**Collected data entries:**

---

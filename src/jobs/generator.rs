use crate::audio::{ssml, Timepoint};
use crate::error::{JobError, Result};
use crate::voices::VoiceOption;
use async_trait::async_trait;
use base64::Engine;
use serde::{Deserialize, Serialize};

/// Synthesizes one chunk of text into WAV audio plus word-level timepoints.
/// Mark names on the returned timepoints are already resolved to
/// `"index:startRune:endRune"` in the chunk's own coordinate space; the
/// caller re-bases them into the full job's coordinate space.
#[async_trait]
pub trait TtsGenerator: Send + Sync {
    async fn generate(
        &self,
        text: &str,
        voice: &VoiceOption,
        language: &str,
    ) -> Result<(Vec<u8>, Vec<Timepoint>)>;
}

#[derive(Serialize)]
struct SynthesizeRequest<'a> {
    ssml: &'a str,
    language_code: &'a str,
    voice_name: &'a str,
    ssml_gender: &'a str,
    audio_encoding: &'a str,
    enable_time_pointing: Vec<&'a str>,
}

#[derive(Deserialize)]
struct SynthesizeResponse {
    audio_content: String,
    #[serde(default)]
    timepoints: Vec<RawTimepoint>,
}

#[derive(Deserialize)]
struct RawTimepoint {
    mark_name: String,
    time_seconds: f64,
}

/// Synthesizes via a configurable HTTP endpoint, in place of a vendor TTS
/// SDK. No example repo's dependency graph includes a speech-synthesis
/// vendor client, so the contract stays vendor-neutral: POST SSML plus
/// voice selection, get back base64 audio and index-keyed marks, same
/// shape a managed synthesis API returns.
pub struct HttpTtsGenerator {
    client: reqwest::Client,
    endpoint: String,
}

impl HttpTtsGenerator {
    pub fn new(client: reqwest::Client, endpoint: String) -> Self {
        Self { client, endpoint }
    }
}

#[async_trait]
impl TtsGenerator for HttpTtsGenerator {
    async fn generate(
        &self,
        text: &str,
        voice: &VoiceOption,
        language: &str,
    ) -> Result<(Vec<u8>, Vec<Timepoint>)> {
        let (ssml, words) = ssml::build_with_marks(text);
        let ssml_gender = if voice.gender == "male" { "MALE" } else { "FEMALE" };

        let request = SynthesizeRequest {
            ssml: &ssml,
            language_code: language,
            voice_name: voice.provider_voice_name,
            ssml_gender,
            audio_encoding: "LINEAR16",
            enable_time_pointing: vec!["SSML_MARK"],
        };

        let response = self
            .client
            .post(&self.endpoint)
            .json(&request)
            .send()
            .await
            .map_err(|e| JobError::UpstreamTtsFailure(e.to_string()))?;

        if !response.status().is_success() {
            return Err(JobError::UpstreamTtsFailure(format!(
                "synthesize returned status {}",
                response.status()
            )));
        }

        let body: SynthesizeResponse = response
            .json()
            .await
            .map_err(|e| JobError::UpstreamTtsFailure(e.to_string()))?;

        let audio = base64::engine::general_purpose::STANDARD
            .decode(&body.audio_content)
            .map_err(|e| JobError::UpstreamTtsFailure(format!("decode audio base64: {}", e)))?;

        let timepoints = body
            .timepoints
            .into_iter()
            .filter_map(|tp| {
                let idx: usize = tp.mark_name.parse().ok()?;
                let word = words.get(idx)?;
                Some(Timepoint {
                    mark_name: format!("{}:{}:{}", idx, word.start_rune, word.end_rune),
                    time_seconds: tp.time_seconds,
                })
            })
            .collect();

        Ok((audio, timepoints))
    }
}

/// Synthesizes literal silence proportional to the input length, stamped
/// with correctly-resolved marks. Lets the full pipeline (segmentation,
/// synthesis, stitching, storage) run end-to-end without network access.
pub struct SilentTtsGenerator {
    pub sample_rate: u32,
    pub seconds_per_word: f64,
}

impl Default for SilentTtsGenerator {
    fn default() -> Self {
        Self {
            sample_rate: 16000,
            seconds_per_word: 0.3,
        }
    }
}

#[async_trait]
impl TtsGenerator for SilentTtsGenerator {
    async fn generate(
        &self,
        text: &str,
        _voice: &VoiceOption,
        _language: &str,
    ) -> Result<(Vec<u8>, Vec<Timepoint>)> {
        let (_, words) = ssml::build_with_marks(text);

        let mut timepoints = Vec::with_capacity(words.len());
        let mut elapsed = 0.0;
        for (idx, word) in words.iter().enumerate() {
            timepoints.push(Timepoint {
                mark_name: format!("{}:{}:{}", idx, word.start_rune, word.end_rune),
                time_seconds: elapsed,
            });
            elapsed += self.seconds_per_word;
        }

        let total_seconds = (words.len() as f64 * self.seconds_per_word).max(self.seconds_per_word);
        let num_frames = (total_seconds * self.sample_rate as f64) as usize;
        let pcm = vec![0u8; num_frames * 2];
        let wav = build_pcm16_mono_wav(self.sample_rate, &pcm);

        Ok((wav, timepoints))
    }
}

fn build_pcm16_mono_wav(sample_rate: u32, pcm: &[u8]) -> Vec<u8> {
    let mut buf = Vec::with_capacity(44 + pcm.len());
    buf.extend_from_slice(b"RIFF");
    buf.extend_from_slice(&(36 + pcm.len() as u32).to_le_bytes());
    buf.extend_from_slice(b"WAVE");
    buf.extend_from_slice(b"fmt ");
    buf.extend_from_slice(&16u32.to_le_bytes());
    buf.extend_from_slice(&1u16.to_le_bytes());
    buf.extend_from_slice(&1u16.to_le_bytes());
    buf.extend_from_slice(&sample_rate.to_le_bytes());
    buf.extend_from_slice(&(sample_rate * 2).to_le_bytes());
    buf.extend_from_slice(&2u16.to_le_bytes());
    buf.extend_from_slice(&16u16.to_le_bytes());
    buf.extend_from_slice(b"data");
    buf.extend_from_slice(&(pcm.len() as u32).to_le_bytes());
    buf.extend_from_slice(pcm);
    buf
}

#[cfg(test)]
mod tests {
    use super::*;
    use crate::voices;

    #[tokio::test]
    async fn silent_generator_produces_valid_wav_and_marks() {
        let generator = SilentTtsGenerator::default();
        let voice = voices::get_by_id("ja-jp-female-a").unwrap();

        let (wav, timepoints) = generator.generate("hello world", voice, "ja-JP").await.unwrap();

        assert!(wav.len() >= 44);
        assert_eq!(&wav[0..4], b"RIFF");
        assert_eq!(timepoints.len(), 2);
        assert_eq!(timepoints[0].mark_name, "0:0:5");
        assert_eq!(timepoints[1].mark_name, "1:6:11");
        assert!(timepoints[1].time_seconds > timepoints[0].time_seconds);
    }

    #[tokio::test]
    async fn silent_generator_handles_empty_text() {
        let generator = SilentTtsGenerator::default();
        let voice = voices::get_by_id("ja-jp-female-a").unwrap();

        let (wav, timepoints) = generator.generate("", voice, "ja-JP").await.unwrap();
        assert!(wav.len() >= 44);
        assert!(timepoints.is_empty());
    }
}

---

Give every entry back exactly as it was written above.

filename src/jobs/generator.rs
use crate::audio::{ssml, Timepoint};
use crate::error::{JobError, Result};
use crate::voices::VoiceOption;
use async_trait::async_trait;
use base64::Engine;
use serde::{Deserialize, Serialize};

/// Synthesizes one chunk of text into WAV audio plus word-level timepoints.
/// Mark names on the returned timepoints are already resolved to
/// `"index:startRune:endRune"` in the chunk's own coordinate space; the
/// caller re-bases them into the full job's coordinate space.
#[async_trait]
pub trait TtsGenerator: Send + Sync {
    async fn generate(
        &self,
        text: &str,
        voice: &VoiceOption,
        language: &str,
    ) -> Result<(Vec<u8>, Vec<Timepoint>)>;
}

#[derive(Serialize)]
struct SynthesizeRequest<'a> {
    ssml: &'a str,
    language_code: &'a str,
    voice_name: &'a str,
    ssml_gender: &'a str,
    audio_encoding: &'a str,
    enable_time_pointing: Vec<&'a str>,
}

#[derive(Deserialize)]
struct SynthesizeResponse {
    audio_content: String,
    #[serde(default)]
    timepoints: Vec<RawTimepoint>,
}

#[derive(Deserialize)]
struct RawTimepoint {
    mark_name: String,
    time_seconds: f64,
}

/// Synthesizes via a configurable HTTP endpoint, in place of a vendor TTS
/// SDK. No example repo's dependency graph includes a speech-synthesis
/// vendor client, so the contract stays vendor-neutral: POST SSML plus
/// voice selection, get back base64 audio and index-keyed marks, same
/// shape a managed synthesis API returns.
pub struct HttpTtsGenerator {
    client: reqwest::Client,
    endpoint: String,
}

impl HttpTtsGenerator {
    pub fn new(client: reqwest::Client, endpoint: String) -> Self {
        Self { client, endpoint }
    }
}

#[async_trait]
impl TtsGenerator for HttpTtsGenerator {
    async fn generate(
        &self,
        text: &str,
        voice: &VoiceOption,
        language: &str,
    ) -> Result<(Vec<u8>, Vec<Timepoint>)> {
        let (ssml, words) = ssml::build_with_marks(text);
        let ssml_gender = if voice.gender == "male" { "MALE" } else { "FEMALE" };

        let request = SynthesizeRequest {
            ssml: &ssml,
            language_code: language,
            voice_name: voice.provider_voice_name,
            ssml_gender,
            audio_encoding: "LINEAR16",
            enable_time_pointing: vec!["SSML_MARK"],
        };

        let response = self
            .client
            .post(&self.endpoint)
            .json(&request)
            .send()
            .await
            .map_err(|e| JobError::UpstreamTtsFailure(e.to_string()))?;

        if !response.status().is_success() {
            return Err(JobError::UpstreamTtsFailure(format!(
                "synthesize returned status {}",
                response.status()
            )));
        }

        let body: SynthesizeResponse = response
            .json()
            .await
            .map_err(|e| JobError::UpstreamTtsFailure(e.to_string()))?;

        let audio = base64::engine::general_purpose::STANDARD
            .decode(&body.audio_content)
            .map_err(|e| JobError::UpstreamTtsFailure(format!("decode audio base64: {}", e)))?;

        let timepoints = body
            .timepoints
            .into_iter()
            .filter_map(|tp| {
                let idx: usize = tp.mark_name.parse().ok()?;
                let word = words.get(idx)?;
                Some(Timepoint {
                    mark_name: format!("{}:{}:{}", idx, word.start_rune, word.end_rune),
                    time_seconds: tp.time_seconds,
                })
            })
            .collect();

        Ok((audio, timepoints))
    }
}

/// Synthesizes literal silence proportional to the input length, stamped
/// with correctly-resolved marks. Lets the full pipeline (segmentation,
/// synthesis, stitching, storage) run end-to-end without network access.
pub struct SilentTtsGenerator {
    pub sample_rate: u32,
    pub seconds_per_word: f64,
}

impl Default for SilentTtsGenerator {
    fn default() -> Self {
        Self {
            sample_rate: 16000,
            seconds_per_word: 0.3,
        }
    }
}

#[async_trait]
impl TtsGenerator for SilentTtsGenerator {
    async fn generate(
        &self,
        text: &str,
        _voice: &VoiceOption,
        _language: &str,
    ) -> Result<(Vec<u8>, Vec<Timepoint>)> {
        let (_, words) = ssml::build_with_marks(text);

        let mut timepoints = Vec::with_capacity(words.len());
        let mut elapsed = 0.0;
        for (idx, word) in words.iter().enumerate() {
            timepoints.push(Timepoint {
                mark_name: format!("{}:{}:{}", idx, word.start_rune, word.end_rune),
                time_seconds: elapsed,
            });
            elapsed += self.seconds_per_word;
        }

        let total_seconds = (words.len() as f64 * self.seconds_per_word).max(self.seconds_per_word);
        let num_frames = (total_seconds * self.sample_rate as f64) as usize;
        let pcm = vec![0u8; num_frames * 2];
        let wav = build_pcm16_mono_wav(self.sample_rate, &pcm);

        Ok((wav, timepoints))
    }
}

fn build_pcm16_mono_wav(sample_rate: u32, pcm: &[u8]) -> Vec<u8> {
    let mut buf = Vec::with_capacity(44 + pcm.len());
    buf.extend_from_slice(b"RIFF");
    buf.extend_from_slice(&(36 + pcm.len() as u32).to_le_bytes());
    buf.extend_from_slice(b"WAVE");
    buf.extend_from_slice(b"fmt ");
    buf.extend_from_slice(&16u32.to_le_bytes());
    buf.extend_from_slice(&1u16.to_le_bytes());
    buf.extend_from_slice(&1u16.to_le_bytes());
    buf.extend_from_slice(&sample_rate.to_le_bytes());
    buf.extend_from_slice(&(sample_rate * 2).to_le_bytes());
    buf.extend_from_slice(&2u16.to_le_bytes());
    buf.extend_from_slice(&16u16.to_le_bytes());
    buf.extend_from_slice(b"data");
    buf.extend_from_slice(&(pcm.len() as u32).to_le_bytes());
    buf.extend_from_slice(pcm);
    buf
}

#[cfg(test)]
mod tests {
    use super::*;
    use crate::voices;

    #[tokio::test]
    async fn silent_generator_produces_valid_wav_and_marks() {
        let generator = SilentTtsGenerator::default();
        let voice = voices::get_by_id("ja-jp-female-a").unwrap();

        let (wav, timepoints) = generator.generate("hello world", voice, "ja-JP").await.unwrap();

        assert!(wav.len() >= 44);
        assert_eq!(&wav[0..4], b"RIFF");
        assert_eq!(timepoints.len(), 2);
        assert_eq!(timepoints[0].mark_name, "0:0:5");
        assert_eq!(timepoints[1].mark_name, "1:6:11");
        assert!(timepoints[1].time_seconds > timepoints[0].time_seconds);
    }

    #[tokio::test]
    async fn silent_generator_handles_empty_text() {
        let generator = SilentTtsGenerator::default();
        let voice = voices::get_by_id("ja-jp-female-a").unwrap();

        let (wav, timepoints) = generator.generate("", voice, "ja-JP").await.unwrap();
        assert!(wav.len() >= 44);
        assert!(timepoints.is_empty());
    }
}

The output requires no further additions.